What the task asks —
Top to bottom, every record is to be copied word for word.

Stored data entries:
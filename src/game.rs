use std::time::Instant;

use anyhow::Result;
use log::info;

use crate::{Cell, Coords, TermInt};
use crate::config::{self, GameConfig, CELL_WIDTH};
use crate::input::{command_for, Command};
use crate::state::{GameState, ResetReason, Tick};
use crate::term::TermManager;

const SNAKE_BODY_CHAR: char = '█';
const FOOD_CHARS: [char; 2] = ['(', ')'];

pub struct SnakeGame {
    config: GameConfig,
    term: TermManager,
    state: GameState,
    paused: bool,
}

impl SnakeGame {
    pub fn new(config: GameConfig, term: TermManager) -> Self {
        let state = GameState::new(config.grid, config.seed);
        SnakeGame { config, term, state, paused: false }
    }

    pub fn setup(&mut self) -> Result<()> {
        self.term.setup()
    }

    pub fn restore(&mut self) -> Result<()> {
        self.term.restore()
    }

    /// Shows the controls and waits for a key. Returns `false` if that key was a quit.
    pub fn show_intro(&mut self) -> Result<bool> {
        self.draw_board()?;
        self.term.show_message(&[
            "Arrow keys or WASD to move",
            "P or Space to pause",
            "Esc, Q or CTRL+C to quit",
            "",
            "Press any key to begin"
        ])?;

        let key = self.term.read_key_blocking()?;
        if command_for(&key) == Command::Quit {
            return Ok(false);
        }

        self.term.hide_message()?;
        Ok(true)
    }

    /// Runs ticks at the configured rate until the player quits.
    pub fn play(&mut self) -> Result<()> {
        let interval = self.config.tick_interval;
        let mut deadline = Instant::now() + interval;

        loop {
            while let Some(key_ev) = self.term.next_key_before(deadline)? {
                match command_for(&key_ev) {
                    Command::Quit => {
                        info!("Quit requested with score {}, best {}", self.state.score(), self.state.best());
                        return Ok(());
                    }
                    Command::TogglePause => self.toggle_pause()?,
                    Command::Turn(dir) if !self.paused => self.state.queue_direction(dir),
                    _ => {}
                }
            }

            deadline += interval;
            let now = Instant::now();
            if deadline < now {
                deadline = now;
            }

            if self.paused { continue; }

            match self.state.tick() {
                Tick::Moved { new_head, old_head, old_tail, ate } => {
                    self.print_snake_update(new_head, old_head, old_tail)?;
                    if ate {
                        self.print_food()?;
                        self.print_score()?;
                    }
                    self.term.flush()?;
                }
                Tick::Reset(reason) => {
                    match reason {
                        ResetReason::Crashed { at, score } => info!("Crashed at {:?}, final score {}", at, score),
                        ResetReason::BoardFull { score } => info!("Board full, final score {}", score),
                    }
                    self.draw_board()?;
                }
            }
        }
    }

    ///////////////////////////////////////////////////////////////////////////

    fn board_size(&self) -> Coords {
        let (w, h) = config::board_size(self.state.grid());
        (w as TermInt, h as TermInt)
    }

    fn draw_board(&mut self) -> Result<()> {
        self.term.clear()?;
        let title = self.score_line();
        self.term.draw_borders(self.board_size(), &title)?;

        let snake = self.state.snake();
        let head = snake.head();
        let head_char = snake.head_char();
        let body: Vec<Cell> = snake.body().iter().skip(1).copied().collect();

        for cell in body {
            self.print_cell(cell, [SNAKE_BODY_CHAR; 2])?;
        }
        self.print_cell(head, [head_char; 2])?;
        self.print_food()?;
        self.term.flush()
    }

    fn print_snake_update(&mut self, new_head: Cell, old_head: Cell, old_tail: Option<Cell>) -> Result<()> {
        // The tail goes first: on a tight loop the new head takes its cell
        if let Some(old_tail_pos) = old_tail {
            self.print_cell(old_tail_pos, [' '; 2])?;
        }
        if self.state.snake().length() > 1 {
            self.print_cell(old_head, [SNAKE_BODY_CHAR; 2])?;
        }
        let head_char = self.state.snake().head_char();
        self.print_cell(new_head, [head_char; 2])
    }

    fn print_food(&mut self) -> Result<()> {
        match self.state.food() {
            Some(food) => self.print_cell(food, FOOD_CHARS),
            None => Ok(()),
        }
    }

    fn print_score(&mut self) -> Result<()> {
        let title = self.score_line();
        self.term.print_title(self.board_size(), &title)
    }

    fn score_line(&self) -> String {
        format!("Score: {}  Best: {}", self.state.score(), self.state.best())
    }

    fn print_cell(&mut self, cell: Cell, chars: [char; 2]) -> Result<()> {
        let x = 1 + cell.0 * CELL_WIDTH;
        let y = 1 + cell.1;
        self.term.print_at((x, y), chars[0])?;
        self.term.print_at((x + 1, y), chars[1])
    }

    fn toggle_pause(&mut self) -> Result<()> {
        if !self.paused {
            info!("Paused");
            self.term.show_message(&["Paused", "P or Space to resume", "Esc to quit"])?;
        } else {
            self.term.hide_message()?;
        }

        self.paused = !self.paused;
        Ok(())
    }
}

Expected answer —
filename src/game.rs
use std::time::Instant;

use anyhow::Result;
use log::info;

use crate::{Cell, Coords, TermInt};
use crate::config::{self, GameConfig, CELL_WIDTH};
use crate::input::{command_for, Command};
use crate::state::{GameState, ResetReason, Tick};
use crate::term::TermManager;

const SNAKE_BODY_CHAR: char = '█';
const FOOD_CHARS: [char; 2] = ['(', ')'];

pub struct SnakeGame {
    config: GameConfig,
    term: TermManager,
    state: GameState,
    paused: bool,
}

impl SnakeGame {
    pub fn new(config: GameConfig, term: TermManager) -> Self {
        let state = GameState::new(config.grid, config.seed);
        SnakeGame { config, term, state, paused: false }
    }

    pub fn setup(&mut self) -> Result<()> {
        self.term.setup()
    }

    pub fn restore(&mut self) -> Result<()> {
        self.term.restore()
    }

    /// Shows the controls and waits for a key. Returns `false` if that key was a quit.
    pub fn show_intro(&mut self) -> Result<bool> {
        self.draw_board()?;
        self.term.show_message(&[
            "Arrow keys or WASD to move",
            "P or Space to pause",
            "Esc, Q or CTRL+C to quit",
            "",
            "Press any key to begin"
        ])?;

        let key = self.term.read_key_blocking()?;
        if command_for(&key) == Command::Quit {
            return Ok(false);
        }

        self.term.hide_message()?;
        Ok(true)
    }

    /// Runs ticks at the configured rate until the player quits.
    pub fn play(&mut self) -> Result<()> {
        let interval = self.config.tick_interval;
        let mut deadline = Instant::now() + interval;

        loop {
            while let Some(key_ev) = self.term.next_key_before(deadline)? {
                match command_for(&key_ev) {
                    Command::Quit => {
                        info!("Quit requested with score {}, best {}", self.state.score(), self.state.best());
                        return Ok(());
                    }
                    Command::TogglePause => self.toggle_pause()?,
                    Command::Turn(dir) if !self.paused => self.state.queue_direction(dir),
                    _ => {}
                }
            }

            deadline += interval;
            let now = Instant::now();
            if deadline < now {
                deadline = now;
            }

            if self.paused { continue; }

            match self.state.tick() {
                Tick::Moved { new_head, old_head, old_tail, ate } => {
                    self.print_snake_update(new_head, old_head, old_tail)?;
                    if ate {
                        self.print_food()?;
                        self.print_score()?;
                    }
                    self.term.flush()?;
                }
                Tick::Reset(reason) => {
                    match reason {
                        ResetReason::Crashed { at, score } => info!("Crashed at {:?}, final score {}", at, score),
                        ResetReason::BoardFull { score } => info!("Board full, final score {}", score),
                    }
                    self.draw_board()?;
                }
            }
        }
    }

    ///////////////////////////////////////////////////////////////////////////

    fn board_size(&self) -> Coords {
        let (w, h) = config::board_size(self.state.grid());
        (w as TermInt, h as TermInt)
    }

    fn draw_board(&mut self) -> Result<()> {
        self.term.clear()?;
        let title = self.score_line();
        self.term.draw_borders(self.board_size(), &title)?;

        let snake = self.state.snake();
        let head = snake.head();
        let head_char = snake.head_char();
        let body: Vec<Cell> = snake.body().iter().skip(1).copied().collect();

        for cell in body {
            self.print_cell(cell, [SNAKE_BODY_CHAR; 2])?;
        }
        self.print_cell(head, [head_char; 2])?;
        self.print_food()?;
        self.term.flush()
    }

    fn print_snake_update(&mut self, new_head: Cell, old_head: Cell, old_tail: Option<Cell>) -> Result<()> {
        // The tail goes first: on a tight loop the new head takes its cell
        if let Some(old_tail_pos) = old_tail {
            self.print_cell(old_tail_pos, [' '; 2])?;
        }
        if self.state.snake().length() > 1 {
            self.print_cell(old_head, [SNAKE_BODY_CHAR; 2])?;
        }
        let head_char = self.state.snake().head_char();
        self.print_cell(new_head, [head_char; 2])
    }

    fn print_food(&mut self) -> Result<()> {
        match self.state.food() {
            Some(food) => self.print_cell(food, FOOD_CHARS),
            None => Ok(()),
        }
    }

    fn print_score(&mut self) -> Result<()> {
        let title = self.score_line();
        self.term.print_title(self.board_size(), &title)
    }

    fn score_line(&self) -> String {
        format!("Score: {}  Best: {}", self.state.score(), self.state.best())
    }

    fn print_cell(&mut self, cell: Cell, chars: [char; 2]) -> Result<()> {
        let x = 1 + cell.0 * CELL_WIDTH;
        let y = 1 + cell.1;
        self.term.print_at((x, y), chars[0])?;
        self.term.print_at((x + 1, y), chars[1])
    }

    fn toggle_pause(&mut self) -> Result<()> {
        if !self.paused {
            info!("Paused");
            self.term.show_message(&["Paused", "P or Space to resume", "Esc to quit"])?;
        } else {
            self.term.hide_message()?;
        }

        self.paused = !self.paused;
        Ok(())
    }
}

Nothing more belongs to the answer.